I also found a bunch of mistress blogs. Those hurt my heart.

I did quickly realize that I wasn’t finding anyone with a story quite like mine. There were a handful of articles written by or about wives of sex addicts, and a couple somewhat defunct blogs written by wives of sex addicts, but really not much that aligned with what I was learning about sex addiction, and specifically sex addiction induced trauma (SAIT). I journaled for nearly nine straight months, day after day, before getting up the nerve to put my story out into the blogosphere. I am forever grateful for the day I started this blog.

I have thought about starting a new blog, a travel (one of my life’s passions) blog, but instead, I keep coming back here to share my life because addiction in general and sex addiction more specifically to my story, doesn’t just go away. Living with an addict, even a recovering addict, is not something I signed up for, but I got it anyway. So I write, and it helps me.

So here on my blog, on this 5th anniversary of inception, I’m sharing with you all, that I am writing a book. This will NOT be a self-help book. I like sharing my story, and creating bonds with other betrayed spouses, wives of sex addicts, and anyone else with the inclination to reach out to me through this blog, but I don’t feel in the least bit qualified to assist others in a formal way, on their journey through betrayal. It also won’t be a book of non-fiction and it won’t be specifically about sex addiction. The book I am committing to here, because you guys are great accountability partners, is a book of fiction. I’m writing a murder mystery. Sex addiction will factor in, because, well, they say write what you know, right? Anyway, I’m hopefully embarking on an endeavor that will fill a need in me, in a more formal way, a need to write, and I’m trying to do it in a way that will keep me focused. I don’t need another assignment or chore on my plate. I want something that sparks my interest and feeds my brain.

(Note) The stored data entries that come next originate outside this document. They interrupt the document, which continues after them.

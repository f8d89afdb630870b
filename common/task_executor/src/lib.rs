mod metrics;

use futures::future::{self, Either};
use futures::prelude::*;
use slog::{debug, o, trace};
use tokio::runtime::Handle;

/// The sending half of an exit channel.
///
/// Firing or dropping the signal cancels every task spawned on the executors listening to it.
pub struct ExitSignal {
    sender: async_channel::Sender<()>,
}

impl ExitSignal {
    /// Creates a signal and the receiver to hand to a `TaskExecutor`.
    pub fn channel() -> (Self, async_channel::Receiver<()>) {
        let (sender, receiver) = async_channel::bounded(1);
        (Self { sender }, receiver)
    }

    /// Cancels all tasks listening to this signal.
    pub fn fire(self) {
        metrics::inc_counter(&metrics::EXIT_SIGNALS_FIRED_TOTAL);
        self.sender.close();
    }

    /// Returns `true` once the signal has been fired.
    pub fn is_fired(&self) -> bool {
        self.sender.is_closed()
    }
}

/// A wrapper over a runtime handle which can spawn async tasks.
///
/// Spawned futures are raced against every exit receiver of the executor; the task is cancelled
/// when any of the corresponding `ExitSignal`s is fired or dropped.
#[derive(Clone)]
pub struct TaskExecutor {
    /// The handle to the runtime on which tasks are spawned.
    handle: Handle,
    /// Exit receivers of this executor and of all its ancestors.
    exits: Vec<async_channel::Receiver<()>>,
    log: slog::Logger,
}

impl TaskExecutor {
    /// Create a new task executor.
    ///
    /// Note: this is mainly useful in testing.
    pub fn new(handle: Handle, exit: async_channel::Receiver<()>, log: slog::Logger) -> Self {
        Self {
            handle,
            exits: vec![exit],
            log,
        }
    }

    /// Returns a child executor together with the signal that exits it.
    ///
    /// Tasks of the child stop when either the returned signal or any exit of `self` fires. Firing
    /// the returned signal leaves the tasks of `self` running.
    pub fn scoped(&self, scope: &'static str) -> (Self, ExitSignal) {
        let (signal, exit) = ExitSignal::channel();
        let mut exits = self.exits.clone();
        exits.push(exit);

        let executor = Self {
            handle: self.handle.clone(),
            exits,
            log: self.log.new(o!("scope" => scope)),
        };
        (executor, signal)
    }

    /// Clones the executor, adding `service_name` to its log output.
    pub fn clone_with_name(&self, service_name: String) -> Self {
        Self {
            handle: self.handle.clone(),
            exits: self.exits.clone(),
            log: self.log.new(o!("service" => service_name)),
        }
    }

    /// Spawn a future on the tokio runtime.
    ///
    /// The future is wrapped in the exit future of this executor and cancelled when it fires.
    ///
    /// This function generates prometheus metrics on number of tasks and task duration.
    pub fn spawn(&self, task: impl Future<Output = ()> + Send + 'static, name: &'static str) {
        // Dropping the handle detaches the task.
        drop(self.spawn_handle(task, name));
    }

    /// Spawn a future on the tokio runtime and return its join handle.
    ///
    /// The handle resolves to `Some(output)` if the task completed and to `None` if it was
    /// cancelled by an exit signal first.
    pub fn spawn_handle<R: Send + 'static>(
        &self,
        task: impl Future<Output = R> + Send + 'static,
        name: &'static str,
    ) -> tokio::task::JoinHandle<Option<R>> {
        let exit = self.exit();
        let log = self.log.clone();

        metrics::inc_gauge_vec(&metrics::ASYNC_TASKS_COUNT, &[name]);
        let timer = metrics::start_timer_vec(&metrics::TASKS_HISTOGRAM, &[name]);

        let future = async move {
            let result = match future::select(Box::pin(task), Box::pin(exit)).await {
                Either::Left((value, _)) => {
                    trace!(log, "Async task completed"; "task" => name);
                    Some(value)
                }
                Either::Right(_) => {
                    debug!(log, "Async task shutdown, exit received"; "task" => name);
                    None
                }
            };
            metrics::dec_gauge_vec(&metrics::ASYNC_TASKS_COUNT, &[name]);
            metrics::stop_timer(timer);
            result
        };

        self.handle.spawn(future)
    }

    /// Returns a future that resolves once any exit signal of this executor fires.
    pub fn exit(&self) -> impl Future<Output = ()> + Send + 'static {
        let exits = self.exits.clone();
        async move {
            if exits.is_empty() {
                return future::pending().await;
            }
            let waits = exits.into_iter().map(|exit| {
                Box::pin(async move {
                    // A closed channel is the exit condition; no value is ever sent.
                    let _ = exit.recv().await;
                })
            });
            future::select_all(waits).await;
        }
    }

    /// Returns `true` if any exit signal of this executor has fired.
    pub fn is_exited(&self) -> bool {
        self.exits.iter().any(|exit| exit.is_closed())
    }

    /// Returns a copy of the runtime handle.
    pub fn handle(&self) -> Handle {
        self.handle.clone()
    }

    /// Returns a reference to the logger.
    pub fn log(&self) -> &slog::Logger {
        &self.log
    }
}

To be honest, I’ve started three books already and they sit. I work on them every once in a while because I do love to write, but they are more about the pain specific to my life… one is about my relationship with my mother-in-law. I started writing down that story years ago. My mom suggested I write out my pain and frustration with my husband’s mother and all that she is and has done that affects me, to get it out of me, the poison. Thanks, mom! When I finish it, if I publish it, I don’t think I’ll publish it while she’s still alive. Then again, she may outlive me. I don’t know. I have also started my story, as the wife of a sex addict. It is being written with my life story as the catalyst, but it is also a work of fiction. I love to write and I have allotted time each day to do so.

So, Happy Blogiversary to me! Onward and upward.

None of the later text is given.